2. In quel mentre fui colta tutt’a un tratto da un rapimento accompagnato da così grande luce interiore che mi sembrava di stare in un altro mondo. Il mio spirito si trovò, all’interno di se stesso, in un boschetto o in un giardino molto delizioso, tanto che mi fece ricordare ciò che si legge nel Cantico dei Cantici: Veniat dilectus meus in hortum suum. Lì vidi il mio Eliseo, non certo minimamente scuro nell’aspetto, ma di una rara bellezza. Aveva in capo una specie di ghirlanda tutta di pietre preziose e molte fanciulle camminavano davanti a lui tenendo ramoscelli in mano e cantando a Dio cantici di lode. Io non facevo che aprire gli occhi per cercare di distrarmi, ma non riuscivo a distogliere la mia attenzione da lì. Mi sembrava che vi fosse una musica di uccelletti e d’angeli di cui, anche se le mie orecchie non l’udivano, la mia anima godeva, tutta immersa in quel diletto.

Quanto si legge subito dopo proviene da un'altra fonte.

#[test]
fn test_incompatible_addition() {
    let c = catalog();
    let mut b = TreeBuilder::new();
    let m = b.measure(1.0, "m");
    let s = b.measure(1.0, "s");
    let sum = b.binary(BinaryOp::Add, m, s);
    let print = b.print(sum);
    let main = b.entry("main", vec![print]);

    let analysis = analyze(&c, &Program::from_parts(vec![], vec![main]));
    assert_eq!(analysis.kinds(), vec![DiagnosticKind::UnitNotConvertible]);
}

#[test]
fn test_block_scopes_are_discarded() {
    let c = catalog();
    let mut b = TreeBuilder::new();

    // if (true) { meter inner = "x"; }  meter inner = 1 m;  inner = 2 km;
    let cond = b.flag(true);
    let bad = b.text("x");
    let inner_decl = b.declare(TypeRef::unit("meter"), "inner", Some(bad));
    let then = b.block(vec![inner_decl]);
    let branch = b.if_chain(vec![(cond, then)], None);
    let one_m = b.measure(1.0, "m");
    let outer = b.declare(TypeRef::unit("meter"), "inner", Some(one_m));
    let two_km = b.measure(2.0, "km");
    let assign = b.assign("inner", two_km);
    let assign_id = assign.id;
    let main = b.entry("main", vec![branch, outer, assign]);

    let analysis = analyze(&c, &Program::from_parts(vec![], vec![main]));
    assert_eq!(analysis.kinds(), vec![DiagnosticKind::IncompatibleOperandTypes]);
    assert_eq!(
        measurement(analysis.results.get(assign_id).unwrap()),
        ("meter".to_string(), 2000.0)
    );
}

#[test]
fn test_functions_do_not_see_caller_locals() {
    let c = catalog();
    let mut b = TreeBuilder::new();
    let secret = b.var("local");
    let print = b.print(secret);
    let peek = b.function("peek", &[], None, vec![print]);

    let one = b.number(1.0);
    let local = b.declare(TypeRef::Number, "local", Some(one));
    let call = b.call("peek", vec![]);
    let call_stmt = b.expr_stmt(call);
    let main = b.entry("main", vec![local, call_stmt]);

    let analysis = analyze(&c, &Program::from_parts(vec![], vec![peek, main]));
    assert_eq!(analysis.kinds(), vec![DiagnosticKind::UndeclaredVariable]);
}

#[test]
fn test_globals_visible_in_functions() {
    let c = catalog();
    let mut b = TreeBuilder::new();
    let limit_value = b.measure(10.0, "km");
    let limit = b.declare(TypeRef::unit("meter"), "limit", Some(limit_value));
    let limit_id = limit.id;

    let limit_ref = b.var("limit");
    let one_m = b.measure(1.0, "m");
    let cond = b.binary(BinaryOp::Lt, one_m, limit_ref);
    let not = b.unary(UnaryOp::Not, cond);
    let body = b.block(vec![]);
    let loop_stmt = b.while_loop(not, body);
    let main = b.entry("main", vec![loop_stmt]);

    let analysis = analyze(&c, &Program::from_parts(vec![limit], vec![main]));
    assert!(analysis.valid, "{:?}", analysis.diagnostics);
    assert_eq!(
        measurement(analysis.results.get(limit_id).unwrap()),
        ("meter".to_string(), 10_000.0)
    );
}

#[test]
fn test_non_boolean_condition() {
    let c = catalog();
    let mut b = TreeBuilder::new();
    let cond = b.measure(1.0, "m");
    let body = b.block(vec![]);
    let loop_stmt = b.for_loop(None, Some(cond), None, body);
    let main = b.entry("main", vec![loop_stmt]);

    let analysis = analyze(&c, &Program::from_parts(vec![], vec![main]));
    assert_eq!(analysis.kinds(), vec![DiagnosticKind::IncompatibleOperandTypes]);
}

#[test]
fn test_duplicate_function_reported_on_later_declaration() {
    let c = catalog();
    let mut b = TreeBuilder::new();
    let first = b.function("f", &[], None, vec![]);
    let second = b.function("f", &[("x", TypeRef::Number)], None, vec![]);
    let second_span = second.span;
    let main = b.entry("main", vec![]);

    let analysis = analyze(&c, &Program::from_parts(vec![], vec![first, second, main]));
    assert_eq!(analysis.kinds(), vec![DiagnosticKind::DuplicateDeclaration]);
    assert_eq!(analysis.diagnostics[0].span, second_span);
}

#[test]
fn test_loop_counter_is_not_its_initial_value() {
    let c = catalog();
    let mut b = TreeBuilder::new();

    // number n = 0; while (n < 3) { n = n + 1; } number r = 6 m / n;
    let zero = b.number(0.0);
    let n = b.declare(TypeRef::Number, "n", Some(zero));
    let n_ref = b.var("n");
    let three = b.number(3.0);
    let cond = b.binary(BinaryOp::Lt, n_ref, three);
    let n_ref = b.var("n");
    let one = b.number(1.0);
    let next = b.binary(BinaryOp::Add, n_ref, one);
    let step = b.assign("n", next);
    let body = b.block(vec![step]);
    let loop_stmt = b.while_loop(cond, body);
    let six_m = b.measure(6.0, "m");
    let n_ref = b.var("n");
    let div = b.binary(BinaryOp::Div, six_m, n_ref);
    let r = b.declare(TypeRef::Number, "r", Some(div));
    let r_id = r.id;
    let main = b.entry("main", vec![n, loop_stmt, r]);

    let analysis = analyze(&c, &Program::from_parts(vec![], vec![main]));
    assert!(analysis.valid, "{:?}", analysis.diagnostics);
    let (unit, _) = measurement(analysis.results.get(r_id).unwrap());
    assert_eq!(unit, "meter");
}

#[test]
fn test_for_loop_variable_is_unknown_in_body() {
    let c = catalog();
    let mut b = TreeBuilder::new();

    // for (number i = 0; i < 3; i = i + 1) { print 6 m / i; }
    let zero = b.number(0.0);
    let init = b.declare(TypeRef::Number, "i", Some(zero));
    let i_ref = b.var("i");
    let three = b.number(3.0);
    let cond = b.binary(BinaryOp::Lt, i_ref, three);
    let i_ref = b.var("i");
    let one = b.number(1.0);
    let next = b.binary(BinaryOp::Add, i_ref, one);
    let update = b.assign("i", next);
    let six_m = b.measure(6.0, "m");
    let i_ref = b.var("i");
    let div = b.binary(BinaryOp::Div, six_m, i_ref);
    let print = b.print(div);
    let body = b.block(vec![print]);
    let loop_stmt = b.for_loop(Some(init), Some(cond), Some(update), body);
    let main = b.entry("main", vec![loop_stmt]);

    let analysis = analyze(&c, &Program::from_parts(vec![], vec![main]));
    assert!(analysis.valid, "{:?}", analysis.diagnostics);
}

Notavo come non vi fosse nessun altro uomo. Mi fu detto: «Questi ha meritato di stare fra voi e tutta la festa che vedi avrà luogo il giorno che egli la istituirà in onore di mia Madre; affrettati, se vuoi arrivare dove egli sta».

3. Tale visione durò più di un’ora e mezzo, con una grande gioia dentro, senza che potessi distrarmi, a differenza delle altre visioni. Ciò che ne ricavai fu un più intenso amore per Eliseo e l’averlo più presente in quella bellezza. Ho avuto timore che fosse tentazione perché, quanto a immaginazione, non era possibile.